Por una parte, sus ideas abrieron un camino para entender las dificultades en el uso y entendimiento del inglés, pero también para comprender que muchas de estas situaciones no eran producto del azar, sino que, por el contrario, que hay teorías que buscan explicar lo que pasa cuando estamos en una situación de estrés y no alcanzamos ni a decir nuestro nombre correctamente. Fue entonces cuando empecé a leer a Aneta Pavlenko (2005, 2007).

Desde entonces he tomado notas de manera asistemática y he grabado reflexiones que me vienen a la mente. Algunas de ellas son las que se describen en las próximas líneas.

IDENTIDAD Y LENGUA

El inglés: encuentros y desencuentros

Siempre he estado convencida que lo primero que hay que hacer para pertenecer a una sociedad donde no se habla la misma lengua es aprender el idioma. Su aprendizaje permite acceder tanto a las instituciones (educación, salud, vivienda) como a los ideales y valores de la misma, y en consecuencia entender a los otros e interactuar recíprocamente.

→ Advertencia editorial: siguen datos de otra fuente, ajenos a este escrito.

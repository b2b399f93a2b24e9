//! Concurrency admission control.
//!
//! # Responsibilities
//! - Cap operations in flight at `max_concurrent`
//! - Hold up to `max_queue` excess callers in a FIFO wait queue
//! - Reject immediately once the queue is full (backpressure, no unbounded
//!   queuing)
//! - Optionally reject callers that wait longer than `queue_timeout`
//!
//! # Design Decisions
//! - Slots are a fair tokio `Semaphore`; the queue bound is a separate atomic
//!   counter reserved with a CAS loop before waiting
//! - Permits and queue slots are RAII: dropping a permit releases its slot,
//!   and cancelling a queued `acquire` frees its queue position

use std::sync::atomic::{AtomicUsize, Ordering};
use std::sync::Arc;
use std::time::Duration;

use tokio::sync::{OwnedSemaphorePermit, Semaphore, TryAcquireError};

use crate::config::ConcurrencyConfig;
use crate::error::{AdmissionReason, GuardError};
use crate::observability::metrics;

/// Bounded-queue concurrency limiter.
#[derive(Debug)]
pub struct ConcurrencyLimiter {
    semaphore: Arc<Semaphore>,
    queued: AtomicUsize,
    in_flight: Arc<AtomicUsize>,
    max_concurrent: usize,
    max_queue: usize,
    queue_timeout: Option<Duration>,
}

impl ConcurrencyLimiter {
    pub fn new(config: &ConcurrencyConfig) -> Self {
        Self {
            semaphore: Arc::new(Semaphore::new(config.max_concurrent)),
            queued: AtomicUsize::new(0),
            in_flight: Arc::new(AtomicUsize::new(0)),
            max_concurrent: config.max_concurrent,
            max_queue: config.max_queue,
            queue_timeout: config.queue_timeout(),
        }
    }

    /// Take a slot, waiting in the queue if every slot is busy.
    pub async fn acquire<E>(&self) -> Result<Permit, GuardError<E>> {
        match self.semaphore.clone().try_acquire_owned() {
            Ok(permit) => return Ok(self.admit(permit, false)),
            Err(TryAcquireError::Closed) => return Err(self.reject(AdmissionReason::QueueFull)),
            Err(TryAcquireError::NoPermits) => {}
        }

        let _slot = self.reserve_queue_slot().ok_or_else(|| self.reject(AdmissionReason::QueueFull))?;
        tracing::debug!(queued = self.queued(), "Operation queued for a concurrency slot");

        let wait = self.semaphore.clone().acquire_owned();
        let permit = match self.queue_timeout {
            Some(timeout) => match tokio::time::timeout(timeout, wait).await {
                Ok(result) => result.map_err(|_| self.reject(AdmissionReason::QueueFull))?,
                Err(_) => return Err(self.reject(AdmissionReason::QueueTimeout)),
            },
            None => wait.await.map_err(|_| self.reject(AdmissionReason::QueueFull))?,
        };
        Ok(self.admit(permit, true))
    }

    /// Operations currently holding a slot.
    pub fn in_flight(&self) -> usize {
        self.in_flight.load(Ordering::Relaxed)
    }

    /// Callers currently waiting for a slot.
    pub fn queued(&self) -> usize {
        self.queued.load(Ordering::Relaxed)
    }

    pub fn max_concurrent(&self) -> usize {
        self.max_concurrent
    }

    pub fn max_queue(&self) -> usize {
        self.max_queue
    }

    fn reserve_queue_slot(&self) -> Option<QueueSlot<'_>> {
        let mut prev = self.queued.load(Ordering::Relaxed);
        loop {
            if prev >= self.max_queue {
                return None;
            }
            match self
                .queued
                .compare_exchange_weak(prev, prev + 1, Ordering::AcqRel, Ordering::Relaxed)
            {
                Ok(_) => break,
                Err(x) => prev = x,
            }
        }
        Some(QueueSlot { queued: &self.queued })
    }

    fn admit(&self, permit: OwnedSemaphorePermit, queued: bool) -> Permit {
        let count = self.in_flight.fetch_add(1, Ordering::Relaxed) + 1;
        metrics::record_inflight(count);
        Permit {
            _permit: permit,
            queued,
            in_flight: self.in_flight.clone(),
        }
    }

    fn reject<E>(&self, reason: AdmissionReason) -> GuardError<E> {
        GuardError::AdmissionRejected {
            reason,
            max_concurrent: self.max_concurrent,
            max_queue: self.max_queue,
        }
    }
}

/// A reserved position in the wait queue, released on drop.
struct QueueSlot<'a> {
    queued: &'a AtomicUsize,
}

impl Drop for QueueSlot<'_> {
    fn drop(&mut self) {
        self.queued.fetch_sub(1, Ordering::AcqRel);
    }
}

/// A held concurrency slot. Released exactly once, on [`Permit::release`] or
/// drop, on every exit path.
#[derive(Debug)]
pub struct Permit {
    _permit: OwnedSemaphorePermit,
    queued: bool,
    in_flight: Arc<AtomicUsize>,
}

impl Permit {
    /// Whether the caller waited in the queue before being admitted.
    pub fn was_queued(&self) -> bool {
        self.queued
    }

    /// Release the slot now.
    pub fn release(self) {}
}

impl Drop for Permit {
    fn drop(&mut self) {
        let count = self.in_flight.fetch_sub(1, Ordering::Relaxed).saturating_sub(1);
        metrics::record_inflight(count);
    }
}
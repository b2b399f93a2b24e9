//! Resilience subsystem.
//!
//! # Data Flow
//! ```text
//! Admitted operation:
//!     → CircuitBreakerRegistry (breaker for the operation's dependency)
//!     → circuit_breaker.rs (fail fast when open, single probe when half-open)
//!     → tokio::time::timeout (per-call deadline)
//!     → wrapped storage call
//! ```
//!
//! # Design Decisions
//! - Timeouts are non-negotiable; every dependency call has a deadline
//! - No retries on the caller's behalf; retry policy belongs to the caller
//! - Circuit breaker prevents cascading failures
//! - The dependency's own error type is passed through unmodified

pub mod circuit_breaker;

pub use circuit_breaker::{BreakerState, CircuitBreaker, CircuitBreakerRegistry, CircuitState};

A los meses de haber llegado decidí que tenía que aprender inglés (mi nivel de inglés no solo era rudimentario, sino que era demasiado básico), me inscribí en el college pero también decidí que evitaría cualquier contacto con personas que hablaran español. Extraña decisión, siendo que lo único que poseía como fuente de identidad, era, al mismo tiempo mi principal obstáculo: el español. Para darle viabilidad a este plan empecé a buscar trabajo de voluntaria, sobre todo en el sector comunitario, donde yo pensaba que, aunque no tuviera un completo dominio de la lengua, sí tenía ciertas destrezas. Este fue uno de los primeros encuentros con la variedad lingüística de Bradford, y lo que eso significaba para una inmigrante recién llegada.

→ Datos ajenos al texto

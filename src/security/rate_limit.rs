//! Adaptive per-principal rate limiting.
//!
//! A token bucket per principal, with a sliding-window abuse detector on
//! top: a principal denied more than `abuse_threshold` times within
//! `abuse_window` is penalized, shrinking both its capacity and refill rate by
//! `penalty_multiplier` for `penalty` duration.
//!
//! # Concurrency
//! State lives in a sharded `DashMap`; each admission holds the shard lock
//! for the principal while it mutates the bucket, so updates for one
//! principal are linearized and different principals rarely contend.

use std::sync::Arc;
use std::time::{Duration, Instant};

use dashmap::DashMap;

use crate::clock::Clock;
use crate::config::RateLimitConfig;

/// Outcome of [`AdaptiveRateLimiter::admit`].
#[derive(Debug, Clone, Copy, PartialEq)]
pub enum Admission {
    Allow,
    Deny {
        retry_after: Duration,
        /// The principal is currently under an abuse penalty.
        escalated: bool,
    },
}

impl Admission {
    pub fn is_allowed(&self) -> bool {
        matches!(self, Admission::Allow)
    }
}

/// Per-principal limiter state.
#[derive(Debug, Clone)]
struct RateLimitState {
    tokens: f64,
    last_refill: Instant,
    /// Start of the current denial-counting window.
    window_start: Instant,
    /// Denials in the current window.
    window_count: u32,
    /// Denials in the window before it, weighted into the sliding estimate.
    previous_count: u32,
    penalty_until: Option<Instant>,
    last_seen: Instant,
}

impl RateLimitState {
    fn new(capacity: f64, now: Instant) -> Self {
        Self {
            tokens: capacity,
            last_refill: now,
            window_start: now,
            window_count: 0,
            previous_count: 0,
            penalty_until: None,
            last_seen: now,
        }
    }

    fn penalized(&self, now: Instant) -> bool {
        self.penalty_until.map_or(false, |until| now < until)
    }

    fn refill(&mut self, now: Instant, capacity: f64, rate: f64) {
        let elapsed = now.saturating_duration_since(self.last_refill).as_secs_f64();
        self.tokens = (self.tokens + elapsed * rate).min(capacity);
        self.last_refill = now;
    }

    /// Record a denial; returns the sliding-window denial estimate.
    fn record_denial(&mut self, now: Instant, window: Duration) -> f64 {
        let mut elapsed = now.saturating_duration_since(self.window_start);
        if elapsed >= window * 2 {
            self.previous_count = 0;
            self.window_count = 0;
            self.window_start = now;
            elapsed = Duration::ZERO;
        } else if elapsed >= window {
            self.previous_count = self.window_count;
            self.window_count = 0;
            self.window_start += window;
            elapsed -= window;
        }
        self.window_count += 1;

        let overlap = 1.0 - elapsed.as_secs_f64() / window.as_secs_f64();
        f64::from(self.previous_count) * overlap + f64::from(self.window_count)
    }
}

/// Token-bucket limiter with adaptive penalties for abusive principals.
pub struct AdaptiveRateLimiter {
    states: DashMap<String, RateLimitState>,
    config: RateLimitConfig,
    clock: Arc<dyn Clock>,
}

impl AdaptiveRateLimiter {
    pub fn new(config: RateLimitConfig, clock: Arc<dyn Clock>) -> Self {
        Self {
            states: DashMap::new(),
            config,
            clock,
        }
    }

    /// Consume one token for `principal_id`, or say how long to wait.
    pub fn admit(&self, principal_id: &str) -> Admission {
        if !self.config.enabled {
            return Admission::Allow;
        }

        let now = self.clock.now();
        let capacity = f64::from(self.config.capacity);
        let mut state = match self.states.get_mut(principal_id) {
            Some(state) => state,
            None => self
                .states
                .entry(principal_id.to_string())
                .or_insert_with(|| RateLimitState::new(capacity, now)),
        };
        state.last_seen = now;

        let (capacity, rate) = self.effective_limits(&state, now);
        state.refill(now, capacity, rate);

        if state.tokens >= 1.0 {
            state.tokens -= 1.0;
            return Admission::Allow;
        }

        let estimate = state.record_denial(now, self.config.abuse_window());
        if estimate > f64::from(self.config.abuse_threshold) && !state.penalized(now) {
            state.penalty_until = Some(now + self.config.penalty());
            state.window_count = 0;
            state.previous_count = 0;
            let (capacity, _) = self.effective_limits(&state, now);
            state.tokens = state.tokens.min(capacity);
            tracing::warn!(
                principal = %principal_id,
                denials = estimate as u64,
                penalty_secs = self.config.penalty_secs,
                "Abuse threshold exceeded, applying rate penalty"
            );
        }

        let (_, rate) = self.effective_limits(&state, now);
        let retry_after = if rate > 0.0 {
            Duration::try_from_secs_f64((1.0 - state.tokens) / rate).unwrap_or(Duration::MAX)
        } else {
            self.config.penalty()
        };

        Admission::Deny {
            retry_after,
            escalated: state.penalized(now),
        }
    }

    /// Drop state for principals not seen within `ttl`. Returns how many
    /// were evicted.
    pub fn evict_idle(&self, ttl: Duration) -> usize {
        let now = self.clock.now();
        let before = self.states.len();
        self.states.retain(|_, state| {
            now.saturating_duration_since(state.last_seen) < ttl || state.penalized(now)
        });
        let evicted = before.saturating_sub(self.states.len());
        if evicted > 0 {
            tracing::debug!(evicted = evicted, remaining = self.states.len(), "Evicted idle rate limit state");
        }
        evicted
    }

    /// Whether `principal_id` is currently penalized.
    pub fn is_penalized(&self, principal_id: &str) -> bool {
        let now = self.clock.now();
        self.states.get(principal_id).map_or(false, |s| s.penalized(now))
    }

    /// Number of principals with live state.
    pub fn tracked(&self) -> usize {
        self.states.len()
    }

    pub fn config(&self) -> &RateLimitConfig {
        &self.config
    }

    fn effective_limits(&self, state: &RateLimitState, now: Instant) -> (f64, f64) {
        let capacity = f64::from(self.config.capacity);
        let rate = self.config.refill_per_sec;
        if state.penalized(now) {
            let m = self.config.penalty_multiplier;
            ((capacity * m).max(1.0), rate * m)
        } else {
            (capacity, rate)
        }
    }
}

impl std::fmt::Debug for AdaptiveRateLimiter {
    fn fmt(&self, f: &mut std::fmt::Formatter<'_>) -> std::fmt::Result {
        f.debug_struct("AdaptiveRateLimiter")
            .field("tracked", &self.states.len())
            .field("capacity", &self.config.capacity)
            .finish()
    }
}

#[cfg(test)]
mod tests {
    use super::*;
    use crate::clock::ManualClock;

    fn limiter(config: RateLimitConfig) -> (AdaptiveRateLimiter, Arc<ManualClock>) {
        let clock = Arc::new(ManualClock::new());
        (AdaptiveRateLimiter::new(config, clock.clone()), clock)
    }

    fn config(capacity: u32, refill: f64) -> RateLimitConfig {
        RateLimitConfig {
            capacity,
            refill_per_sec: refill,
            ..Default::default()
        }
    }

    #[test]
    fn test_capacity_plus_one_denies_exactly_one() {
        let (limiter, clock) = limiter(config(10, 2.0));

        let results: Vec<Admission> = (0..11).map(|_| limiter.admit("alice")).collect();
        assert_eq!(results.iter().filter(|a| a.is_allowed()).count(), 10);
        assert!(!results[10].is_allowed());

        clock.advance(Duration::from_millis(500));
        assert!(limiter.admit("alice").is_allowed());
        assert!(!limiter.admit("alice").is_allowed());
    }

    #[test]
    fn test_retry_after_reflects_refill_rate() {
        let (limiter, _) = limiter(config(1, 4.0));
        assert!(limiter.admit("bob").is_allowed());

        match limiter.admit("bob") {
            Admission::Deny { retry_after, escalated } => {
                assert_eq!(retry_after, Duration::from_millis(250));
                assert!(!escalated);
            }
            Admission::Allow => panic!("expected denial"),
        }
    }

    #[test]
    fn test_tiny_refill_rate_saturates_retry_after() {
        let (limiter, _) = limiter(config(1, 1e-20));
        assert!(limiter.admit("dave").is_allowed());

        match limiter.admit("dave") {
            Admission::Deny { retry_after, .. } => assert_eq!(retry_after, Duration::MAX),
            Admission::Allow => panic!("expected denial"),
        }
    }

    #[test]
    fn test_principals_are_independent() {
        let (limiter, _) = limiter(config(1, 1.0));
        assert!(limiter.admit("alice").is_allowed());
        assert!(!limiter.admit("alice").is_allowed());
        assert!(limiter.admit("bob").is_allowed());
    }

    #[test]
    fn test_refill_never_exceeds_capacity() {
        let (limiter, clock) = limiter(config(3, 10.0));
        clock.advance(Duration::from_secs(60));

        let admitted = (0..10).filter(|_| limiter.admit("carol").is_allowed()).count();
        assert_eq!(admitted, 3);
    }

    #[test]
    fn test_abuse_escalates_to_penalty() {
        let (limiter, clock) = limiter(RateLimitConfig {
            capacity: 8,
            refill_per_sec: 8.0,
            abuse_threshold: 3,
            abuse_window_secs: 60,
            penalty_secs: 30,
            penalty_multiplier: 0.25,
            ..Default::default()
        });

        for _ in 0..8 {
            assert!(limiter.admit("mallory").is_allowed());
        }
        for _ in 0..3 {
            assert_eq!(
                limiter.admit("mallory"),
                Admission::Deny {
                    retry_after: Duration::from_millis(125),
                    escalated: false
                }
            );
        }
        match limiter.admit("mallory") {
            Admission::Deny { escalated, retry_after } => {
                assert!(escalated);
                // Refill is 2/s while penalized.
                assert_eq!(retry_after, Duration::from_millis(500));
            }
            Admission::Allow => panic!("expected denial"),
        }
        assert!(limiter.is_penalized("mallory"));

        // Long idle: capacity is capped at 8 * 0.25 while penalized.
        clock.advance(Duration::from_secs(10));
        let admitted = (0..8).filter(|_| limiter.admit("mallory").is_allowed()).count();
        assert_eq!(admitted, 2);

        clock.advance(Duration::from_secs(30));
        assert!(!limiter.is_penalized("mallory"));
        let admitted = (0..10).filter(|_| limiter.admit("mallory").is_allowed()).count();
        assert_eq!(admitted, 8);
    }

    #[test]
    fn test_denials_outside_window_do_not_escalate() {
        let (limiter, clock) = limiter(RateLimitConfig {
            capacity: 1,
            refill_per_sec: 0.01,
            abuse_threshold: 1,
            abuse_window_secs: 10,
            ..Default::default()
        });
        assert!(limiter.admit("dave").is_allowed());

        for _ in 0..2 {
            assert!(!limiter.admit("dave").is_allowed());
            clock.advance(Duration::from_secs(25));
        }
        assert!(!limiter.is_penalized("dave"));
    }

    #[test]
    fn test_evict_idle() {
        let (limiter, clock) = limiter(config(5, 1.0));
        limiter.admit("old");
        clock.advance(Duration::from_secs(120));
        limiter.admit("fresh");

        assert_eq!(limiter.evict_idle(Duration::from_secs(60)), 1);
        assert_eq!(limiter.tracked(), 1);
    }

    #[test]
    fn test_disabled_always_allows() {
        let (limiter, _) = limiter(RateLimitConfig {
            enabled: false,
            capacity: 1,
            ..Default::default()
        });
        assert!((0..100).all(|_| limiter.admit("anyone").is_allowed()));
        assert_eq!(limiter.tracked(), 0);
    }
}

Era un programa orientado a familias de bajos recursos económicos que consistía en la instalación de puertas de protección en las escaleras para los bebés. Tuve que ir a un curso y pasar por un entrenamiento (¡sorprendentemente la lengua no fue un obstáculo!), luego al visitar a las familias, la lengua tampoco era un problema, bien fuera porque la mayoría de estas familias no hablaban inglés, o porque la comunicación con la trabajadora social era en otra lengua, quizás punjabi, urdu (nuevas para mí), conversaciones en las que yo no podía tomar parte, naturalmente. El trabajo de voluntaria poco ayudó con el mejoramiento del inglés, pero si permitió conocer la dimensión de lo social y lo público, muy distinta a la vivida y estudiada en Venezuela. Ambas interrelacionadas, donde lo social es garantizado por un estado, que define y permea lo público como espacio de acceso a todos, que regula las condiciones a su acceso y sanciona cuando se incumplen.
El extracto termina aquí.